Maya watches me with a softness in her eyes that makes me want to look away. Her hand slides across the table, fingers intertwining with mine—small and cool against my larger, warmer ones.
"Crow," she says, voice dropping to something private, "do you regret this? Us?"
The question blindsides me. For someone who sees so clearly, she's still missing the obvious—that I'm the one who should be questioning why she's wasting her time with me.
"No," I answer honestly. "But you might."
She squeezes my hand hard enough that I feel it. "Don't tell me what I'll think or feel. I've had enough people telling me who I am my whole life."
The steel beneath her words reminds me of why I fell for her—this fierce human who fights every battle like it's personal, who treats people others discard, who somehow sees past my tusks and scars to whatever still lives beneath.
"We need to check on Gus today," she says, merciful enough to change the subject. "His pneumonia should be clearing, but at his age, there could be complications. I want to make sure his lungs are clear."

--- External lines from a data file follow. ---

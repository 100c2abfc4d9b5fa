use crate::engine::attributes::total_distance_m;
use crate::models::{AlertKind, Sample};
use chrono::{DateTime, Duration, NaiveDate, Utc};
use std::collections::HashMap;

/// Derived, mutable state for one device.
#[derive(Debug, Clone, Default)]
pub struct DeviceRuntimeState {
    pub last_sample: Option<Sample>,
    /// Timestamp of the first zero-speed sample of the current stop.
    pub stop_started_at: Option<DateTime<Utc>>,
    /// Cooldown bookkeeping, maintained by the gate.
    pub last_alert_at_by_rule: HashMap<AlertKind, DateTime<Utc>>,
    pub driver_missing_reported: bool,
    pub offline_reported: bool,
    pub odometer_day: Option<NaiveDate>,
    pub odometer_day_start_m: Option<f64>,
    pub last_protocol_position: Option<i64>,
    /// Liveness evidence from the device list (`lastUpdate`, or when the
    /// device was first registered) for devices not heard from directly.
    pub reported_at: Option<DateTime<Utc>>,
}

impl DeviceRuntimeState {
    pub fn stopped_for(&self, at: DateTime<Utc>) -> Option<Duration> {
        self.stop_started_at.map(|start| at - start)
    }

    /// Latest moment the device is known to have been alive.
    pub fn last_seen(&self) -> Option<DateTime<Utc>> {
        let sampled = self.last_sample.as_ref().map(|s| s.timestamp);
        sampled.max(self.reported_at)
    }
}

/// Holds at most one [`DeviceRuntimeState`] per device.
#[derive(Debug, Default)]
pub struct StateTracker {
    devices: HashMap<String, DeviceRuntimeState>,
}

impl StateTracker {
    pub fn new() -> Self {
        Self::default()
    }

    /// Stores `sample` as the device's latest and returns the one it replaces.
    ///
    /// Samples no newer than the current latest (redeliveries, late arrivals)
    /// leave the state untouched and return `None`.
    pub fn update(&mut self, device_id: &str, sample: &Sample) -> Option<Sample> {
        let state = self.state_mut(device_id);

        let newest = state.last_sample.as_ref().map(|s| s.timestamp);
        if newest.is_some_and(|t| sample.timestamp <= t) {
            return None;
        }
        if state.last_seen().map_or(true, |t| sample.timestamp > t) {
            state.offline_reported = false;
        }

        if sample.is_stopped() {
            if state.stop_started_at.is_none() {
                state.stop_started_at = Some(sample.timestamp);
            }
        } else {
            state.stop_started_at = None;
            state.driver_missing_reported = false;
        }

        if let Some(total) = total_distance_m(sample) {
            let day = sample.timestamp.date_naive();
            if state.odometer_day != Some(day) || state.odometer_day_start_m.is_none() {
                state.odometer_day = Some(day);
                state.odometer_day_start_m = Some(total);
            }
        }

        std::mem::replace(&mut state.last_sample, Some(sample.clone()))
    }

    /// Records liveness reported by the platform rather than by a sample.
    /// Re-arms the offline alert only when `at` is newer than anything seen.
    pub fn note_reported(&mut self, device_id: &str, at: DateTime<Utc>) {
        let state = self.state_mut(device_id);
        if state.last_seen().map_or(true, |t| at > t) {
            state.reported_at = Some(at);
            state.offline_reported = false;
        }
    }

    /// Starts the liveness clock for a device with no evidence at all.
    pub fn seed_liveness(&mut self, device_id: &str, at: DateTime<Utc>) {
        let state = self.state_mut(device_id);
        if state.last_seen().is_none() {
            state.reported_at = Some(at);
        }
    }

    pub fn state(&self, device_id: &str) -> Option<&DeviceRuntimeState> {
        self.devices.get(device_id)
    }

    pub fn state_mut(&mut self, device_id: &str) -> &mut DeviceRuntimeState {
        self.devices.entry(device_id.to_string()).or_default()
    }

    pub fn iter_mut(&mut self) -> impl Iterator<Item = (&String, &mut DeviceRuntimeState)> {
        self.devices.iter_mut()
    }

    pub fn known_devices(&self) -> impl Iterator<Item = &str> {
        self.devices.keys().map(String::as_str)
    }

    pub fn forget(&mut self, device_id: &str) -> Option<DeviceRuntimeState> {
        self.devices.remove(device_id)
    }

    pub fn len(&self) -> usize {
        self.devices.len()
    }

    pub fn is_empty(&self) -> bool {
        self.devices.is_empty()
    }
}
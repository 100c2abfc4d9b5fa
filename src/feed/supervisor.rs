use super::{SampleSource, SourceKind};
use crate::error::{FeedError, Result};
use crate::models::FeedBatch;
use std::time::Duration;
use tokio::sync::{mpsc, oneshot};
use tracing::{error, info, warn};

/// Linear backoff for push reconnects: attempt `n` waits `base * n`.
#[derive(Debug, Clone, Copy, PartialEq, Eq)]
pub struct ReconnectPolicy {
    pub base: Duration,
    pub max_attempts: u32,
}

impl Default for ReconnectPolicy {
    fn default() -> Self {
        Self {
            base: Duration::from_secs(3),
            max_attempts: 5,
        }
    }
}

impl ReconnectPolicy {
    pub fn delay_for(&self, attempt: u32) -> Duration {
        self.base * attempt
    }
}

#[derive(Debug, Clone, Copy, PartialEq, Eq)]
pub enum FeedMode {
    Push,
    Polling,
}

/// Chooses between a push source and the poll fallback.
///
/// Push is preferred. When it fails the supervisor reconnects with
/// [`ReconnectPolicy`] backoff; once `max_attempts` is exhausted it drops the
/// push source and polls for the rest of the session.
pub struct FeedSupervisor {
    push: Option<Box<dyn SampleSource>>,
    poll: Box<dyn SampleSource>,
    policy: ReconnectPolicy,
    mode: FeedMode,
    attempts: u32,
    disposed: bool,
}

impl FeedSupervisor {
    pub fn new(
        push: Option<Box<dyn SampleSource>>,
        poll: Box<dyn SampleSource>,
        policy: ReconnectPolicy,
    ) -> Self {
        debug_assert_eq!(poll.kind(), SourceKind::Poll);
        Self {
            push,
            poll,
            policy,
            mode: FeedMode::Polling,
            attempts: 0,
            disposed: false,
        }
    }

    pub fn mode(&self) -> FeedMode {
        self.mode
    }

    pub async fn start(&mut self) {
        let connected = match self.push.as_mut() {
            Some(push) => match push.connect().await {
                Ok(()) => true,
                Err(e) => {
                    warn!("Push feed unavailable: {}", e);
                    false
                }
            },
            None => {
                info!("No push feed configured, polling");
                self.fall_back().await;
                return;
            }
        };

        self.mode = FeedMode::Push;
        if connected {
            info!("Push feed connected");
        } else {
            self.reconnect().await;
        }
    }

    /// Next delivery from whichever source is active.
    pub async fn next_batch(&mut self) -> Result<FeedBatch> {
        loop {
            if self.disposed {
                return Err(FeedError::Disconnected);
            }

            let result = match (self.mode, self.push.as_mut()) {
                (FeedMode::Push, Some(push)) => push.next_batch().await,
                _ => return self.poll.next_batch().await,
            };

            match result {
                Ok(batch) => {
                    self.attempts = 0;
                    return Ok(batch);
                }
                Err(e) => {
                    error!("Push feed failed: {}", e);
                    self.reconnect().await;
                }
            }
        }
    }

    /// Retries the push connection until it succeeds or attempts run out.
    pub async fn reconnect(&mut self) {
        loop {
            if self.mode != FeedMode::Push || self.push.is_none() {
                return;
            }

            self.attempts += 1;
            if self.attempts > self.policy.max_attempts {
                warn!(
                    "Push feed failed {} reconnect attempts, switching to polling",
                    self.policy.max_attempts
                );
                self.fall_back().await;
                return;
            }

            let delay = self.policy.delay_for(self.attempts);
            info!(
                "Reconnecting push feed in {:?} (attempt {}/{})",
                delay, self.attempts, self.policy.max_attempts
            );
            tokio::time::sleep(delay).await;

            if let Some(push) = self.push.as_mut() {
                match push.connect().await {
                    Ok(()) => {
                        info!("Push feed reconnected");
                        return;
                    }
                    Err(e) => warn!("Reconnect attempt {} failed: {}", self.attempts, e),
                }
            }
        }
    }

    async fn fall_back(&mut self) {
        if let Some(mut push) = self.push.take() {
            push.dispose().await;
        }
        self.mode = FeedMode::Polling;
        if let Err(e) = self.poll.connect().await {
            error!("Poll source failed to start: {}", e);
        }
    }

    /// Pumps batches into `batches` until `stop` fires, the receiver goes
    /// away or the feed fails, then disposes the feed.
    ///
    /// Meant to run in its own task: timers on the consuming side never
    /// cancel an in-flight fetch or reconnect backoff.
    pub async fn forward(mut self, batches: mpsc::Sender<FeedBatch>, mut stop: oneshot::Receiver<()>) {
        loop {
            tokio::select! {
                batch = self.next_batch() => match batch {
                    Ok(batch) => {
                        if batches.send(batch).await.is_err() {
                            break;
                        }
                    }
                    Err(e) => {
                        error!("Feed stopped: {}", e);
                        break;
                    }
                },
                _ = &mut stop => break,
            }
        }
        self.dispose().await;
    }

    pub async fn dispose(&mut self) {
        self.disposed = true;
        if let Some(push) = self.push.as_mut() {
            push.dispose().await;
        }
        self.poll.dispose().await;
        info!("Feed disposed");
    }
}
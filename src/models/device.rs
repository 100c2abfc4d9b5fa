use chrono::{DateTime, Utc};
use serde::{Deserialize, Serialize};

#[derive(Debug, Clone, Copy, Default, PartialEq, Eq, Serialize, Deserialize)]
#[serde(rename_all = "lowercase")]
pub enum DeviceStatus {
    Online,
    Offline,
    #[default]
    #[serde(other)]
    Unknown,
}

impl std::str::FromStr for DeviceStatus {
    type Err = String;

    fn from_str(s: &str) -> Result<Self, Self::Err> {
        match s.to_lowercase().as_str() {
            "online" => Ok(Self::Online),
            "offline" => Ok(Self::Offline),
            "unknown" => Ok(Self::Unknown),
            _ => Err(format!("unknown device status: {s}")),
        }
    }
}

/// A tracked device as listed by the upstream platform.
#[derive(Debug, Clone, PartialEq, Serialize, Deserialize)]
#[serde(rename_all = "camelCase")]
pub struct Device {
    pub id: String,
    pub name: String,
    #[serde(default)]
    pub status: DeviceStatus,
    #[serde(default, skip_serializing_if = "Option::is_none")]
    pub last_update: Option<DateTime<Utc>>,
}

impl Device {
    pub fn new(id: impl Into<String>, name: impl Into<String>) -> Self {
        Self {
            id: id.into(),
            name: name.into(),
            status: DeviceStatus::Unknown,
            last_update: None,
        }
    }
}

“After breakfast," I agree, grateful to return to practical matters. "Then I need to meet with Ash about the warehouse district. He's got new plans for security cameras, and he's only in town until tomorrow."
"I've got clinic hours starting at ten," she says. "Diesel's taking the first shift?"
I nod, ignoring the knot that forms in my gut at the reminder that she still needs protection. That the threat that brought us together remains unresolved. That whoever set those fires is still watching, waiting for an opening.
"I could come with you to meet Ash," she suggests, pulling me from dark thoughts. "I've been sketching ideas for an emergency treatment space in the back of the clinic. Nothing fancy, but a place to stabilize critical patients before transport to the County. He might have structural ideas."
The casual "we" in her planning strikes something deep inside me. It's only been three days, and already she's building a future that seems to include me.
This alliance should feel temporary, wrong even. Instead, it fits like something that was always meant to be—settling into me with a rightness I never expected and damn sure never deserved.
I look at her across the table—the doctor who stitched me up when I was bleeding out, who faced down my demons without flinching, who touches my scars with healing hands instead of fear.
"What?" she asks, catching me staring.
"Nothing," I lie, because I can't find words for the feeling expanding in my chest. Something too close to hope for comfort.
Our food arrives, and as I predicted, Maya waits until I'm refilling my coffee before stealing the crispiest piece of bacon from my plate. I pretend not to notice, hiding my amusement behind my mug. This small ritual, her pretending she doesn't want it, me pretending not to see her take it, feels like a secret language only we understand.
After breakfast, Maya slides onto the back of my motorcycle without hesitation. Her arms wrap around my waist, and her body pressed against mine. The engine roars to life beneath us, and I feel her sigh against my back—contentment and something deeper vibrating through her chest into mine.
We're about to pull away when her phone buzzes. The change in her is instant—muscles tensing against my spine, breath catching. I feel her shift to check the screen, then quickly slide the phone back into her pocket without answering.
Not the first time I've seen this reaction. Yesterday at the clinic, when her cell rang, her face tightened before she silenced it. And the day before that, same pattern during dinner. She’s avoiding someone, but I don’t pry. Not my business.
We make a quick stop at her bungalow for a change of clothes, then head to Gus's cabin, winding through forest roads painted with early autumn colors. Maya's grip remains steady, her confidence in my handling of the machine a silent affirmation. I find myself wondering when exactly she started trusting me with her life.
Gus greets us at his door with the shotgun he keeps by his chair, more habit than actual threat these days. His face has regained color, the rattling cough that worried Maya last week noticeably absent.
"Back again?" he grumbles as we enter, but there's less bite in his tone than usual. "Some people appreciate solitude, you know."
"Sit down and take it like a man," Maya replies, her professional doctor voice sliding into place as she drops her medical bag on his kitchen table. "The sooner I listen to those lungs, the sooner we're out of your hair."
The old man rolls his eyes but settles into his armchair without further complaint. "Don't see why you bother. I'm fit as a fiddle."
"You had pneumonia at seventy-eight," Maya reminds him, pulling out her stethoscope. "That's nothing to mess around with."
While she examines him, I patrol the small cabin's perimeter, checking the windows and doors out of long-ingrained habit. The place still needs work before winter—roof sagging in one corner, insulation insufficient for the coming cold. I make mental notes of materials needed and repairs to be done in the next few weeks.
"Checking for bogeymen?" Gus asks, eyes following my movement. "Nobody's fool enough to rob a Vietnam vet with a gun collection."
"Just looking," I respond, not elaborating on the security assessment I can't seem to switch off. Too many years expecting threats from every corner.
Fascination grips me as I watch her work with authority and genuine care, blending in her every movement. The same precise attention she gives my wounds, but gentler with the old man's pride.